Intermolecular Announces Full Year and Fourth Quarter 2013 Results
Company implements corporate restructuring to improve operations

SAN JOSE, Calif., February 6, 2014 -- Intermolecular, Inc. (NASDAQ: IMI)-accelerating research and development (R&D) for semiconductor and clean energy industries-today announced results for its full year and fourth quarter ended December 31, 2013.
Full Year 2013 Results
For the year ended December 31, 2013, revenue was $67.4 million compared to revenue of $66.8 million in 2012. Net loss for 2013 was $(8.8) million, or $(0.20) per share, compared with a net loss of $(0.8) million, or $(0.02) per share for 2012.
Intermolecular reports revenue, cost of revenue, gross margin, operating income (loss), net income (loss) and earnings (loss) per share in accordance with U.S. generally accepted accounting principles (GAAP) and additionally on a non-GAAP basis. A reconciliation of the non-GAAP financial measures with the most directly comparable GAAP measures, as well as a description of the items excluded from the non-GAAP measures, is included in the financial statements portion of this press release.

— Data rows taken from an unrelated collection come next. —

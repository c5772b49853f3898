use anyhow::{Context, Result};
use chrono::NaiveDate;
use serde_json::Value;
use std::path::{Path, PathBuf};

const BLOB_SUFFIX: &str = "_data.json";

/// Per-day directory of raw chain payloads: `<root>/<YYYYMMDD>/<SYMBOL>_<YYYYMMDD>_data.json`.
#[derive(Debug, Clone)]
pub struct SnapshotCache {
    root: PathBuf,
}

#[derive(Debug, Clone)]
pub struct CachedSnapshot {
    pub symbol: String,
    pub data_date: NaiveDate,
    pub raw: Value,
}

impl SnapshotCache {
    pub fn new(root: impl Into<PathBuf>) -> Self {
        Self { root: root.into() }
    }

    /// `None` when `SNAPSHOT_CACHE_DIR` is unset.
    pub fn from_env() -> Option<Self> {
        std::env::var("SNAPSHOT_CACHE_DIR")
            .ok()
            .filter(|s| !s.trim().is_empty())
            .map(Self::new)
    }

    pub fn root(&self) -> &Path {
        &self.root
    }

    pub fn day_dir(&self, date: NaiveDate) -> PathBuf {
        self.root.join(date.format("%Y%m%d").to_string())
    }

    fn blob_name(symbol: &str, date: NaiveDate) -> String {
        format!("{symbol}_{}{BLOB_SUFFIX}", date.format("%Y%m%d"))
    }

    pub async fn contains(&self, symbol: &str, date: NaiveDate) -> Result<bool> {
        let dir = self.day_dir(date);
        let mut entries = match tokio::fs::read_dir(&dir).await {
            Ok(e) => e,
            Err(err) if err.kind() == std::io::ErrorKind::NotFound => return Ok(false),
            Err(err) => {
                return Err(err).with_context(|| format!("failed to list {}", dir.display()))
            }
        };

        let prefix = format!("{symbol}_");
        while let Some(entry) = entries
            .next_entry()
            .await
            .with_context(|| format!("failed to list {}", dir.display()))?
        {
            if entry.file_name().to_string_lossy().starts_with(&prefix) {
                return Ok(true);
            }
        }
        Ok(false)
    }

    pub async fn put(&self, symbol: &str, date: NaiveDate, raw: &Value) -> Result<PathBuf> {
        let dir = self.day_dir(date);
        tokio::fs::create_dir_all(&dir)
            .await
            .with_context(|| format!("failed to create {}", dir.display()))?;

        let path = dir.join(Self::blob_name(symbol, date));
        let bytes = serde_json::to_vec(raw).context("failed to serialize chain payload")?;
        tokio::fs::write(&path, bytes)
            .await
            .with_context(|| format!("failed to write {}", path.display()))?;
        Ok(path)
    }

    /// Every blob of one day, ordered by file name. The data date comes from the file name.
    pub async fn load_day(&self, date: NaiveDate) -> Result<Vec<CachedSnapshot>> {
        let dir = self.day_dir(date);
        let mut entries = tokio::fs::read_dir(&dir)
            .await
            .with_context(|| format!("failed to list {}", dir.display()))?;

        let mut names = Vec::new();
        while let Some(entry) = entries.next_entry().await? {
            let name = entry.file_name().to_string_lossy().into_owned();
            if name.ends_with(BLOB_SUFFIX) {
                names.push(name);
            }
        }
        names.sort();

        let mut out = Vec::with_capacity(names.len());
        for name in names {
            let Some((symbol, blob_date)) = parse_blob_name(&name) else {
                tracing::warn!(file = %name, "unrecognized cache file name; skipping");
                continue;
            };

            let path = dir.join(&name);
            let bytes = tokio::fs::read(&path)
                .await
                .with_context(|| format!("failed to read {}", path.display()))?;
            let raw = match serde_json::from_slice::<Value>(&bytes) {
                Ok(v) => v,
                Err(err) => {
                    tracing::warn!(file = %name, error = %err, "corrupt cache blob; skipping");
                    continue;
                }
            };

            out.push(CachedSnapshot {
                symbol,
                data_date: blob_date,
                raw,
            });
        }
        Ok(out)
    }
}

fn parse_blob_name(name: &str) -> Option<(String, NaiveDate)> {
    let stem = name.strip_suffix(BLOB_SUFFIX)?;
    let (symbol, ymd) = stem.rsplit_once('_')?;
    let date = NaiveDate::parse_from_str(ymd, "%Y%m%d").ok()?;
    if symbol.is_empty() {
        return None;
    }
    Some((symbol.to_string(), date))
}

#[cfg(test)]
mod tests {
    use super::*;
    use serde_json::json;

    fn day() -> NaiveDate {
        NaiveDate::from_ymd_opt(2020, 2, 14).unwrap()
    }

    #[tokio::test]
    async fn put_then_contains_by_symbol_prefix() {
        let tmp = tempfile::tempdir().unwrap();
        let cache = SnapshotCache::new(tmp.path());

        assert!(!cache.contains("AAPL", day()).await.unwrap());
        let path = cache.put("AAPL", day(), &json!({"status": "SUCCESS"})).await.unwrap();
        assert!(path.ends_with("20200214/AAPL_20200214_data.json"));

        assert!(cache.contains("AAPL", day()).await.unwrap());
        assert!(!cache.contains("A", day()).await.unwrap());
        assert!(!cache.contains("AAPL", day().succ_opt().unwrap()).await.unwrap());
    }

    #[tokio::test]
    async fn load_day_reads_blobs_in_name_order() {
        let tmp = tempfile::tempdir().unwrap();
        let cache = SnapshotCache::new(tmp.path());
        cache.put("MSFT", day(), &json!({"symbol": "MSFT"})).await.unwrap();
        cache.put("BRK.B", day(), &json!({"symbol": "BRK.B"})).await.unwrap();
        tokio::fs::write(cache.day_dir(day()).join("notes.txt"), b"x").await.unwrap();
        tokio::fs::write(cache.day_dir(day()).join("BAD_20200214_data.json"), b"{oops").await.unwrap();

        let blobs = cache.load_day(day()).await.unwrap();
        let symbols: Vec<&str> = blobs.iter().map(|b| b.symbol.as_str()).collect();
        assert_eq!(symbols, vec!["BRK.B", "MSFT"]);
        assert!(blobs.iter().all(|b| b.data_date == day()));
        assert_eq!(blobs[1].raw, json!({"symbol": "MSFT"}));
    }

    #[test]
    fn parses_blob_names() {
        assert_eq!(
            parse_blob_name("SPY_20200214_data.json"),
            Some(("SPY".to_string(), day()))
        );
        assert_eq!(parse_blob_name("SPY_2020_data.json"), None);
        assert_eq!(parse_blob_name("SPY_20200214.pkl"), None);
    }
}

Non-GAAP net loss for the year ended December 31, 2013 was $(3.3) million or $(0.07) per share. This compared with non-GAAP net income of $2.9 million or $0.06 per share for 2012.

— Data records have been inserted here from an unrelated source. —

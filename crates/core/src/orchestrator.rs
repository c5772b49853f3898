use crate::config::env_or;
use crate::domain::contract::SymbolDocument;
use crate::domain::symbol::{extra_class_form, is_extra_class_form};
use crate::ingest::cache::SnapshotCache;
use crate::ingest::chains::{ChainSource, FailureReason, FetchOutcome};
use crate::ingest::normalize::normalize_chain;
use crate::ingest::types::ChainSnapshot;
use crate::ingest::universe::{load_universe, UniverseSource};
use crate::shutdown::Shutdown;
use crate::storage::snapshots::SnapshotStore;
use anyhow::Result;
use chrono::NaiveDate;
use futures_util::{stream, StreamExt, TryStreamExt};
use serde_json::Value;
use std::collections::HashSet;
use std::sync::Arc;
use tokio::sync::Mutex;

const DEFAULT_CONCURRENCY: usize = 4;
const DEFAULT_KNOWN_ROUNDS: u32 = 2;
const DEFAULT_UNIVERSE_ROUNDS: u32 = 1;
const DEFAULT_MANDATORY_ROUNDS: u32 = 8;

#[derive(Debug, Clone)]
pub struct OrchestratorOptions {
    /// Symbols in flight at once. `1` is strictly sequential.
    pub concurrency: usize,
    pub known_rounds: u32,
    pub universe_rounds: u32,
    pub mandatory_rounds: u32,
    /// Keep the sanitized broker payload next to the normalized chain.
    pub store_raw: bool,
}

impl Default for OrchestratorOptions {
    fn default() -> Self {
        Self {
            concurrency: DEFAULT_CONCURRENCY,
            known_rounds: DEFAULT_KNOWN_ROUNDS,
            universe_rounds: DEFAULT_UNIVERSE_ROUNDS,
            mandatory_rounds: DEFAULT_MANDATORY_ROUNDS,
            store_raw: true,
        }
    }
}

impl OrchestratorOptions {
    pub fn from_env() -> Self {
        Self {
            concurrency: env_or("INGEST_CONCURRENCY", DEFAULT_CONCURRENCY).max(1),
            known_rounds: env_or("KNOWN_SYMBOL_ROUNDS", DEFAULT_KNOWN_ROUNDS),
            universe_rounds: env_or("UNIVERSE_ROUNDS", DEFAULT_UNIVERSE_ROUNDS),
            mandatory_rounds: env_or("MANDATORY_SYMBOL_ROUNDS", DEFAULT_MANDATORY_ROUNDS),
            store_raw: env_or("STORE_RAW_PAYLOAD", true),
        }
    }
}

#[derive(Debug, Clone, PartialEq, Eq)]
pub enum SymbolOutcome {
    /// Fetched, normalized and handed to the store. `fetched_as` differs from
    /// `symbol` when the extra-class fallback answered.
    Stored {
        symbol: String,
        fetched_as: String,
        contracts: usize,
        inserted: u64,
    },
    /// Cache hit or already stored earlier in this run; nothing was fetched.
    Skipped { symbol: String },
    Failed { symbol: String, reason: String },
    Cancelled { symbol: String },
}

impl SymbolOutcome {
    pub fn symbol(&self) -> &str {
        match self {
            SymbolOutcome::Stored { symbol, .. }
            | SymbolOutcome::Skipped { symbol }
            | SymbolOutcome::Failed { symbol, .. }
            | SymbolOutcome::Cancelled { symbol } => symbol,
        }
    }

    pub fn is_resolved(&self) -> bool {
        matches!(self, SymbolOutcome::Stored { .. } | SymbolOutcome::Skipped { .. })
    }
}

#[derive(Debug, Clone, PartialEq, Eq)]
pub struct RoundsReport {
    pub label: String,
    pub rounds_run: u32,
    pub attempted: usize,
    pub inserted: u64,
    /// Symbols still failing when the rounds stopped, in input order.
    pub unresolved: Vec<String>,
}

pub struct Orchestrator {
    source: Arc<dyn ChainSource>,
    store: Arc<dyn SnapshotStore>,
    cache: Option<SnapshotCache>,
    data_date: NaiveDate,
    options: OrchestratorOptions,
    shutdown: Shutdown,
    completed: Mutex<HashSet<String>>,
}

impl Orchestrator {
    pub fn new(
        source: Arc<dyn ChainSource>,
        store: Arc<dyn SnapshotStore>,
        data_date: NaiveDate,
        options: OrchestratorOptions,
        shutdown: Shutdown,
    ) -> Self {
        Self {
            source,
            store,
            cache: None,
            data_date,
            options,
            shutdown,
            completed: Mutex::new(HashSet::new()),
        }
    }

    pub fn with_cache(mut self, cache: Option<SnapshotCache>) -> Self {
        self.cache = cache;
        self
    }

    pub fn data_date(&self) -> NaiveDate {
        self.data_date
    }

    pub fn options(&self) -> &OrchestratorOptions {
        &self.options
    }

    /// One symbol through fetch -> normalize -> store. Only storage errors are `Err`;
    /// symbol-level failures come back as [`SymbolOutcome::Failed`].
    pub async fn ingest_symbol(&self, symbol: &str) -> Result<SymbolOutcome> {
        if self.completed.lock().await.contains(symbol) {
            return Ok(SymbolOutcome::Skipped {
                symbol: symbol.to_string(),
            });
        }

        if let Some(cache) = &self.cache {
            match cache.contains(symbol, self.data_date).await {
                Ok(true) => {
                    tracing::info!(symbol, data_date = %self.data_date, "already cached; skipping fetch");
                    return Ok(SymbolOutcome::Skipped {
                        symbol: symbol.to_string(),
                    });
                }
                Ok(false) => {}
                Err(err) => {
                    tracing::warn!(symbol, error = %err, "cache lookup failed; fetching anyway");
                }
            }
        }

        let outcome = self.source.fetch_chain(symbol, &self.shutdown).await;
        let outcome = match outcome {
            FetchOutcome::PermanentFailure { reason, .. } if !is_extra_class_form(symbol) => {
                let alt = extra_class_form(symbol);
                tracing::info!(symbol, alt = %alt, reason = ?reason, "symbol rejected; trying extra-class form");
                let retried = self.source.fetch_chain(&alt, &self.shutdown).await;
                (alt, retried)
            }
            other => (symbol.to_string(), other),
        };

        match outcome {
            (fetched_as, FetchOutcome::Snapshot { snapshot, raw, .. }) => {
                self.persist(symbol, fetched_as, &snapshot, raw).await
            }
            (fetched_as, FetchOutcome::PermanentFailure { reason, attempts }) => {
                let reason = match reason {
                    FailureReason::BrokerStatus(status) => format!("broker status {status} for {fetched_as}"),
                    FailureReason::AmbiguousResponse => format!("ambiguous response for {fetched_as}"),
                };
                tracing::info!(symbol, attempts, %reason, "symbol failed");
                Ok(SymbolOutcome::Failed {
                    symbol: symbol.to_string(),
                    reason,
                })
            }
            (fetched_as, FetchOutcome::Exhausted { attempts, errors }) => {
                let last = errors.last().map(|e| e.to_string()).unwrap_or_default();
                Ok(SymbolOutcome::Failed {
                    symbol: symbol.to_string(),
                    reason: format!("{fetched_as}: retry budget exhausted after {attempts} attempts ({last})"),
                })
            }
            (_, FetchOutcome::Cancelled { .. }) => Ok(SymbolOutcome::Cancelled {
                symbol: symbol.to_string(),
            }),
        }
    }

    async fn persist(
        &self,
        symbol: &str,
        fetched_as: String,
        snapshot: &ChainSnapshot,
        raw: Value,
    ) -> Result<SymbolOutcome> {
        if let Some(cache) = &self.cache {
            if let Err(err) = cache.put(symbol, self.data_date, &raw).await {
                tracing::warn!(symbol, error = %err, "failed to write snapshot cache");
            }
        }

        let chain = normalize_chain(snapshot, self.data_date);
        let contracts = chain.len();
        let mut doc = SymbolDocument::new(symbol, self.data_date, chain);
        if self.options.store_raw {
            doc = doc.with_raw(raw);
        }

        let inserted = self.store.upsert(std::slice::from_ref(&doc)).await?;
        self.completed.lock().await.insert(symbol.to_string());

        tracing::info!(symbol, fetched_as = %fetched_as, contracts, inserted, "stored option chain");
        Ok(SymbolOutcome::Stored {
            symbol: symbol.to_string(),
            fetched_as,
            contracts,
            inserted,
        })
    }

    /// Runs up to `max_rounds` passes over `symbols`, each pass retrying only the
    /// symbols the previous one failed.
    pub async fn run_rounds(&self, label: &str, symbols: &[String], max_rounds: u32) -> Result<RoundsReport> {
        let mut pending: Vec<String> = symbols.to_vec();
        let mut rounds_run = 0;
        let mut inserted = 0;
        let concurrency = self.options.concurrency.max(1);

        while rounds_run < max_rounds && !pending.is_empty() {
            if self.shutdown.is_triggered() {
                tracing::warn!(label, pending = pending.len(), "shutdown requested; stopping rounds");
                break;
            }
            rounds_run += 1;
            tracing::info!(label, round = rounds_run, max_rounds, symbols = pending.len(), "starting round");

            let outcomes: Vec<SymbolOutcome> = stream::iter(pending.iter())
                .map(|symbol| self.ingest_symbol(symbol))
                .buffered(concurrency)
                .try_collect()
                .await?;

            let mut failed = Vec::new();
            for outcome in outcomes {
                match outcome {
                    SymbolOutcome::Stored { inserted: n, .. } => inserted += n,
                    SymbolOutcome::Skipped { .. } => {}
                    SymbolOutcome::Failed { symbol, .. } | SymbolOutcome::Cancelled { symbol } => {
                        failed.push(symbol)
                    }
                }
            }

            tracing::info!(label, round = rounds_run, failed = failed.len(), "round finished");
            pending = failed;
        }

        Ok(RoundsReport {
            label: label.to_string(),
            rounds_run,
            attempted: symbols.len(),
            inserted,
            unresolved: pending,
        })
    }
}

#[derive(Debug, Clone, Default)]
pub struct RunPlan {
    pub mandatory: Vec<String>,
    pub min_universe_symbols: usize,
}

#[derive(Debug, Clone)]
pub struct RunSummary {
    pub data_date: NaiveDate,
    pub universe_size: usize,
    pub known: RoundsReport,
    pub universe: RoundsReport,
    pub mandatory: RoundsReport,
}

impl RunSummary {
    pub fn inserted(&self) -> u64 {
        self.known.inserted + self.universe.inserted + self.mandatory.inserted
    }

    pub fn mandatory_unresolved(&self) -> &[String] {
        &self.mandatory.unresolved
    }
}

/// A full day: validate the universe (fatal if it looks broken, before any fetch),
/// then the known symbols, the universe and the mandatory list, each with its own
/// round budget.
pub async fn run_daily(
    orch: &Orchestrator,
    universe: &dyn UniverseSource,
    plan: &RunPlan,
) -> Result<RunSummary> {
    let universe_symbols = load_universe(universe, plan.min_universe_symbols).await?;

    let known_symbols = orch.store.known_symbols().await?;
    tracing::info!(count = known_symbols.len(), "got symbols already in the store");

    let opts = orch.options();
    let known = orch
        .run_rounds("known", &known_symbols, opts.known_rounds)
        .await?;
    let universe_report = orch
        .run_rounds("universe", &universe_symbols, opts.universe_rounds)
        .await?;
    let mandatory = orch
        .run_rounds("mandatory", &plan.mandatory, opts.mandatory_rounds)
        .await?;

    let summary = RunSummary {
        data_date: orch.data_date(),
        universe_size: universe_symbols.len(),
        known,
        universe: universe_report,
        mandatory,
    };
    tracing::info!(
        data_date = %summary.data_date,
        universe = summary.universe_size,
        inserted = summary.inserted(),
        mandatory_unresolved = summary.mandatory_unresolved().len(),
        "daily run finished"
    );
    Ok(summary)
}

Today, Intermolecular also announced a reduction in its workforce of approximately 18% of full time headcount, resulting in estimated, annualized savings between $6 million to $7 million, which will be reflected in cost of revenue associated with the Company’s collaborative development programs (CDPs) and operating expenses. In connection with the action, the Company will recognize a charge of approximately $1.1 million in the first quarter of 2014.
"We experienced reductions in our CDP services with certain customers that impacted growth last year. We have taken steps to improve operational execution, strengthen our sales pipeline, and maintain the strength of our balance sheet,” said David Lazovsky, President and CEO of Intermolecular. “Despite the near term challenges, the fundamentals of our intellectual property-based business model have continued to improve. In 2013, we grew meaningfully the revenue base for future licensing and royalty streams, and we maintained a high pace of IP generation, filing for 261 US patents, the majority of which are royalty-bearing in the future. Our collaborative development programs remain on the critical path of the majority of our customers' product roadmaps and multiple new products resulting from our CDPs are expected to transition into production this year. We believe the measures we have taken in 2014 will allow us to continue to add to our growing number of licensing and royalty agreements, and to reinforce our ability to execute with our customers to bring new, advanced semiconductors and clean energy products to market.”
Fourth Quarter 2013 Results
Revenue for the fourth quarter of 2013 was $15.6 million, compared to $17.4 million in the same period a year ago. CDP and services revenue was $10.9 million for the quarter, compared to $11.6 million in the prior year, reflecting declines in the Company’s programs in advanced materials, and advanced logic semiconductors, partially offset by expansion of the Company’s program in DRAM to include non-volatile memory and entry into the LED sector. Licensing and royalty revenue was $3.9 million, compared to $5.8 million for the same period a year ago which included a buy-out of IP. Product revenue in the fourth quarter of 2013 was $0.9 million.
As reported under GAAP, the Company reported a net loss of $(4.4) million or $(0.10) per share for the fourth quarter of 2013, compared to net income of $0.5 million, or $0.01 per share for the fourth quarter of 2012.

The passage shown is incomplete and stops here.